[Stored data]

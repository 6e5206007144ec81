//! Analysis port: the external summarisation / analysis endpoints every
//! sub-pipeline calls. Prompt wording lives behind the implementation.

pub mod llm;

use std::sync::Arc;

use async_trait::async_trait;
use serde::{Deserialize, Serialize};
use serde_json::Value;

use crate::error::PipelineError;
use crate::sources::{ArticleRef, CurrencyPair};

pub use llm::LlmAnalyst;

/// One summarised article as stored in the news history.
#[derive(Debug, Clone, PartialEq, Serialize, Deserialize)]
pub struct ArticleSummary {
    pub url: String,
    #[serde(default, skip_serializing_if = "Option::is_none")]
    pub title: Option<String>,
    pub summary: String,
}

impl ArticleSummary {
    pub const ERROR_PREFIX: &'static str = "Error summarizing";

    pub fn placeholder(article: &ArticleRef, error: &str) -> Self {
        Self {
            url: article.url().to_string(),
            title: article.title().map(str::to_string),
            summary: format!("{}: {error}", Self::ERROR_PREFIX),
        }
    }

    pub fn is_placeholder(&self) -> bool {
        self.summary.starts_with(Self::ERROR_PREFIX)
    }
}

/// One economic-calendar row.
#[derive(Debug, Clone, PartialEq, Eq, Serialize, Deserialize)]
pub struct CalendarEvent {
    #[serde(alias = "event", alias = "name")]
    pub title: String,
    #[serde(default, skip_serializing_if = "Option::is_none")]
    pub time: Option<String>,
    #[serde(default, skip_serializing_if = "Option::is_none")]
    pub currency: Option<String>,
    #[serde(default, skip_serializing_if = "Option::is_none")]
    pub impact: Option<String>,
    #[serde(default, skip_serializing_if = "Option::is_none")]
    pub actual: Option<String>,
    #[serde(default, skip_serializing_if = "Option::is_none")]
    pub forecast: Option<String>,
    #[serde(default, skip_serializing_if = "Option::is_none")]
    pub previous: Option<String>,
}

#[async_trait]
pub trait Analyst: Send + Sync {
    /// Provider name for diagnostics.
    fn name(&self) -> &'static str;

    async fn summarize_article(
        &self,
        pair: &CurrencyPair,
        article: &ArticleRef,
    ) -> anyhow::Result<String>;

    /// Synthesis over the concatenation of a pair's article summaries.
    async fn synthesize_news(
        &self,
        pair: &CurrencyPair,
        summaries: &[ArticleSummary],
    ) -> anyhow::Result<String>;

    async fn assess_risk(&self, category: &str, data: &Value) -> anyhow::Result<String>;

    async fn extract_calendar(
        &self,
        pair: &CurrencyPair,
        page: &Value,
    ) -> anyhow::Result<Vec<CalendarEvent>>;

    async fn analyze_calendar(
        &self,
        pair: &CurrencyPair,
        events: &[CalendarEvent],
    ) -> anyhow::Result<String>;

    /// `subject` is a pair (`EUR/USD`) or `fed_watch`.
    async fn analyze_fundamentals(&self, subject: &str, indicators: &Value)
        -> anyhow::Result<String>;
}

pub type SharedAnalyst = Arc<dyn Analyst>;

/// Used when analysis is switched off in config: every call fails fast with a
/// non-retryable config error, so nothing gets persisted.
pub struct DisabledAnalyst;

impl DisabledAnalyst {
    fn off() -> anyhow::Error {
        PipelineError::Config("analysis endpoint disabled".into()).into()
    }
}

#[async_trait]
impl Analyst for DisabledAnalyst {
    fn name(&self) -> &'static str {
        "disabled"
    }

    async fn summarize_article(&self, _: &CurrencyPair, _: &ArticleRef) -> anyhow::Result<String> {
        Err(Self::off())
    }

    async fn synthesize_news(
        &self,
        _: &CurrencyPair,
        _: &[ArticleSummary],
    ) -> anyhow::Result<String> {
        Err(Self::off())
    }

    async fn assess_risk(&self, _: &str, _: &Value) -> anyhow::Result<String> {
        Err(Self::off())
    }

    async fn extract_calendar(
        &self,
        _: &CurrencyPair,
        page: &Value,
    ) -> anyhow::Result<Vec<CalendarEvent>> {
        structured_events(page).ok_or_else(Self::off)
    }

    async fn analyze_calendar(&self, _: &CurrencyPair, _: &[CalendarEvent]) -> anyhow::Result<String> {
        Err(Self::off())
    }

    async fn analyze_fundamentals(&self, _: &str, _: &Value) -> anyhow::Result<String> {
        Err(Self::off())
    }
}

/// Calendar pages that collectors already delivered as rows need no model call.
pub fn structured_events(page: &Value) -> Option<Vec<CalendarEvent>> {
    let rows = match page {
        Value::Array(_) => page,
        Value::Object(m) => m.get("events")?,
        _ => return None,
    };
    serde_json::from_value(rows.clone()).ok()
}

#[cfg(test)]
mod tests {
    use super::*;
    use serde_json::json;

    #[test]
    fn structured_rows_parse_with_aliases() {
        let page = json!({"events": [
            {"event": "CPI y/y", "currency": "USD", "forecast": "3.1%"},
            {"title": "ECB rate", "impact": "high"}
        ]});
        let ev = structured_events(&page).unwrap();
        assert_eq!(ev.len(), 2);
        assert_eq!(ev[0].title, "CPI y/y");
        assert_eq!(ev[1].impact.as_deref(), Some("high"));
        assert!(structured_events(&json!("<html>")).is_none());
    }

    #[test]
    fn placeholder_is_recognisable() {
        let a = ArticleRef::Url("https://x".into());
        let s = ArticleSummary::placeholder(&a, "timeout");
        assert!(s.is_placeholder());
        assert_eq!(s.summary, "Error summarizing: timeout");
    }
}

» EXERCISE DETAILS: Whenever the word "derive" shows up in a line of the entries, copy that line.

» TASK RESULT:
#[derive(Debug, Clone, PartialEq, Serialize, Deserialize)]
#[derive(Debug, Clone, PartialEq, Eq, Serialize, Deserialize)]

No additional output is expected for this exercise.